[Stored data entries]

==============================

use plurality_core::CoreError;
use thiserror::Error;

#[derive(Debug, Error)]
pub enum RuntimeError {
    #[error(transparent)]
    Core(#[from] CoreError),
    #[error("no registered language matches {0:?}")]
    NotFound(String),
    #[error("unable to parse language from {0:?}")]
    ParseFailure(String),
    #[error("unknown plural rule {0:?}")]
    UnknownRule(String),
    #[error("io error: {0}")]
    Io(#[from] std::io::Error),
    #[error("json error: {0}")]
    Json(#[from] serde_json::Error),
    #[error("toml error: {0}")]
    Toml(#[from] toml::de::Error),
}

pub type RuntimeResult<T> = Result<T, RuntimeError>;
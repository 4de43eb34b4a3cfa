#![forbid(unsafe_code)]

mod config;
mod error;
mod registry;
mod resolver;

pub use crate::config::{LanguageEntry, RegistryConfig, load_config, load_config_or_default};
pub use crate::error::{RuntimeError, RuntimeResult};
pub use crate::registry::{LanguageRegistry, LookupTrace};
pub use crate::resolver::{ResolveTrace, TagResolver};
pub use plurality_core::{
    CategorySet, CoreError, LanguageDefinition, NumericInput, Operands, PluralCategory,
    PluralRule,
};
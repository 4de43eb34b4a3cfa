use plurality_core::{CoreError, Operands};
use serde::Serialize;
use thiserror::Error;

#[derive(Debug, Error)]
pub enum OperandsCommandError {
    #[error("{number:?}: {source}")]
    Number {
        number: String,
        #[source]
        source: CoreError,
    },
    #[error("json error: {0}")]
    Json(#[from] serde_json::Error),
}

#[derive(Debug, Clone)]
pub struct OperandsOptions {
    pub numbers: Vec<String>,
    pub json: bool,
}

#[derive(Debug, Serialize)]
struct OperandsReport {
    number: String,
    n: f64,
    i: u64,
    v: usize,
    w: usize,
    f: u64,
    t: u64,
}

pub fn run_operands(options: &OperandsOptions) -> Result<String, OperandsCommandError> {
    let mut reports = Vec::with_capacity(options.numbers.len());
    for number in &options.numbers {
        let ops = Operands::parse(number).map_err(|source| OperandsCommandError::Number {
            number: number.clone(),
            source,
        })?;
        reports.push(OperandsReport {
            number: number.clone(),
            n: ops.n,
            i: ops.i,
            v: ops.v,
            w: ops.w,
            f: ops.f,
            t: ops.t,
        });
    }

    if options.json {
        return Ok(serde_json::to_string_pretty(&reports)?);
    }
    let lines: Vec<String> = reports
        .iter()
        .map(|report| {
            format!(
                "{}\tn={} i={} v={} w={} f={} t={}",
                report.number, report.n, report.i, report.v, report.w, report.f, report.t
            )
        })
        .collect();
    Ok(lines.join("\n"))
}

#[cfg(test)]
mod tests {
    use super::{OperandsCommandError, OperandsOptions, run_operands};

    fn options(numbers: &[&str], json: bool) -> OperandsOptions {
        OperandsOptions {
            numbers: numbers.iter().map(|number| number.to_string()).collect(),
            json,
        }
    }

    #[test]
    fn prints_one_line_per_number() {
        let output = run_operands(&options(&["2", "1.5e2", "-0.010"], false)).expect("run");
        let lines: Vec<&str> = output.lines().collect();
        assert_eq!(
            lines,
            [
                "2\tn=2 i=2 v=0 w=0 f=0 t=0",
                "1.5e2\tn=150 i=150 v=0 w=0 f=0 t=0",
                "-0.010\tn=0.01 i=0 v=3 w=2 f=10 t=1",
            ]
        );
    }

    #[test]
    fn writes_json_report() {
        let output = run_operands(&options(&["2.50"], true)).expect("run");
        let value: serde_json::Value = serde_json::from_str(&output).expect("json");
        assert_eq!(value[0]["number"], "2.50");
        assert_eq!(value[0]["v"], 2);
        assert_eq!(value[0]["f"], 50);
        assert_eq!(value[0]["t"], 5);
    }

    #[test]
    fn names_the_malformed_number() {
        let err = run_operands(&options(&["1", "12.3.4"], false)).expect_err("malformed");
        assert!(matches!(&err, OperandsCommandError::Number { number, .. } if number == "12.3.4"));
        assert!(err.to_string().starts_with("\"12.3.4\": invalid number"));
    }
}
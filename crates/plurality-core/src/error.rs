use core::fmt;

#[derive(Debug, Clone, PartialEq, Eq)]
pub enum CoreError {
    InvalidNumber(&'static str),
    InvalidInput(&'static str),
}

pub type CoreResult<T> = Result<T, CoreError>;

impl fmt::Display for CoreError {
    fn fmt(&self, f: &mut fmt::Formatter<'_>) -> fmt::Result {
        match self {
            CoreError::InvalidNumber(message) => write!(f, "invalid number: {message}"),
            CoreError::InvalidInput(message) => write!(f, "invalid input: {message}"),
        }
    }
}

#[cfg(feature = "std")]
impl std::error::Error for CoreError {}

==============================

What is needed - Set down all of the data above, word for word.

Response area -
use plurality_core::CoreError;
use thiserror::Error;

#[derive(Debug, Error)]
pub enum RuntimeError {
    #[error(transparent)]
    Core(#[from] CoreError),
    #[error("no registered language matches {0:?}")]
    NotFound(String),
    #[error("unable to parse language from {0:?}")]
    ParseFailure(String),
    #[error("unknown plural rule {0:?}")]
    UnknownRule(String),
    #[error("io error: {0}")]
    Io(#[from] std::io::Error),
    #[error("json error: {0}")]
    Json(#[from] serde_json::Error),
    #[error("toml error: {0}")]
    Toml(#[from] toml::de::Error),
}

pub type RuntimeResult<T> = Result<T, RuntimeError>;
repository 4de43eb34b4a3cfa
#![forbid(unsafe_code)]

mod config;
mod error;
mod registry;
mod resolver;

pub use crate::config::{LanguageEntry, RegistryConfig, load_config, load_config_or_default};
pub use crate::error::{RuntimeError, RuntimeResult};
pub use crate::registry::{LanguageRegistry, LookupTrace};
pub use crate::resolver::{ResolveTrace, TagResolver};
pub use plurality_core::{
    CategorySet, CoreError, LanguageDefinition, NumericInput, Operands, PluralCategory,
    PluralRule,
};
repository 4de43eb34b4a3cfa
use plurality_core::{CoreError, Operands};
use serde::Serialize;
use thiserror::Error;

#[derive(Debug, Error)]
pub enum OperandsCommandError {
    #[error("{number:?}: {source}")]
    Number {
        number: String,
        #[source]
        source: CoreError,
    },
    #[error("json error: {0}")]
    Json(#[from] serde_json::Error),
}

#[derive(Debug, Clone)]
pub struct OperandsOptions {
    pub numbers: Vec<String>,
    pub json: bool,
}

#[derive(Debug, Serialize)]
struct OperandsReport {
    number: String,
    n: f64,
    i: u64,
    v: usize,
    w: usize,
    f: u64,
    t: u64,
}

pub fn run_operands(options: &OperandsOptions) -> Result<String, OperandsCommandError> {
    let mut reports = Vec::with_capacity(options.numbers.len());
    for number in &options.numbers {
        let ops = Operands::parse(number).map_err(|source| OperandsCommandError::Number {
            number: number.clone(),
            source,
        })?;
        reports.push(OperandsReport {
            number: number.clone(),
            n: ops.n,
            i: ops.i,
            v: ops.v,
            w: ops.w,
            f: ops.f,
            t: ops.t,
        });
    }

    if options.json {
        return Ok(serde_json::to_string_pretty(&reports)?);
    }
    let lines: Vec<String> = reports
        .iter()
        .map(|report| {
            format!(
                "{}\tn={} i={} v={} w={} f={} t={}",
                report.number, report.n, report.i, report.v, report.w, report.f, report.t
            )
        })
        .collect();
    Ok(lines.join("\n"))
}

#[cfg(test)]
mod tests {
    use super::{OperandsCommandError, OperandsOptions, run_operands};

    fn options(numbers: &[&str], json: bool) -> OperandsOptions {
        OperandsOptions {
            numbers: numbers.iter().map(|number| number.to_string()).collect(),
            json,
        }
    }

    #[test]
    fn prints_one_line_per_number() {
        let output = run_operands(&options(&["2", "1.5e2", "-0.010"], false)).expect("run");
        let lines: Vec<&str> = output.lines().collect();
        assert_eq!(
            lines,
            [
                "2\tn=2 i=2 v=0 w=0 f=0 t=0",
                "1.5e2\tn=150 i=150 v=0 w=0 f=0 t=0",
                "-0.010\tn=0.01 i=0 v=3 w=2 f=10 t=1",
            ]
        );
    }

    #[test]
    fn writes_json_report() {
        let output = run_operands(&options(&["2.50"], true)).expect("run");
        let value: serde_json::Value = serde_json::from_str(&output).expect("json");
        assert_eq!(value[0]["number"], "2.50");
        assert_eq!(value[0]["v"], 2);
        assert_eq!(value[0]["f"], 50);
        assert_eq!(value[0]["t"], 5);
    }

    #[test]
    fn names_the_malformed_number() {
        let err = run_operands(&options(&["1", "12.3.4"], false)).expect_err("malformed");
        assert!(matches!(&err, OperandsCommandError::Number { number, .. } if number == "12.3.4"));
        assert!(err.to_string().starts_with("\"12.3.4\": invalid number"));
    }
}
filename crates/plurality-core/src/error.rs
use core::fmt;

#[derive(Debug, Clone, PartialEq, Eq)]
pub enum CoreError {
    InvalidNumber(&'static str),
    InvalidInput(&'static str),
}

pub type CoreResult<T> = Result<T, CoreError>;

impl fmt::Display for CoreError {
    fn fmt(&self, f: &mut fmt::Formatter<'_>) -> fmt::Result {
        match self {
            CoreError::InvalidNumber(message) => write!(f, "invalid number: {message}"),
            CoreError::InvalidInput(message) => write!(f, "invalid input: {message}"),
        }
    }
}

#[cfg(feature = "std")]
impl std::error::Error for CoreError {}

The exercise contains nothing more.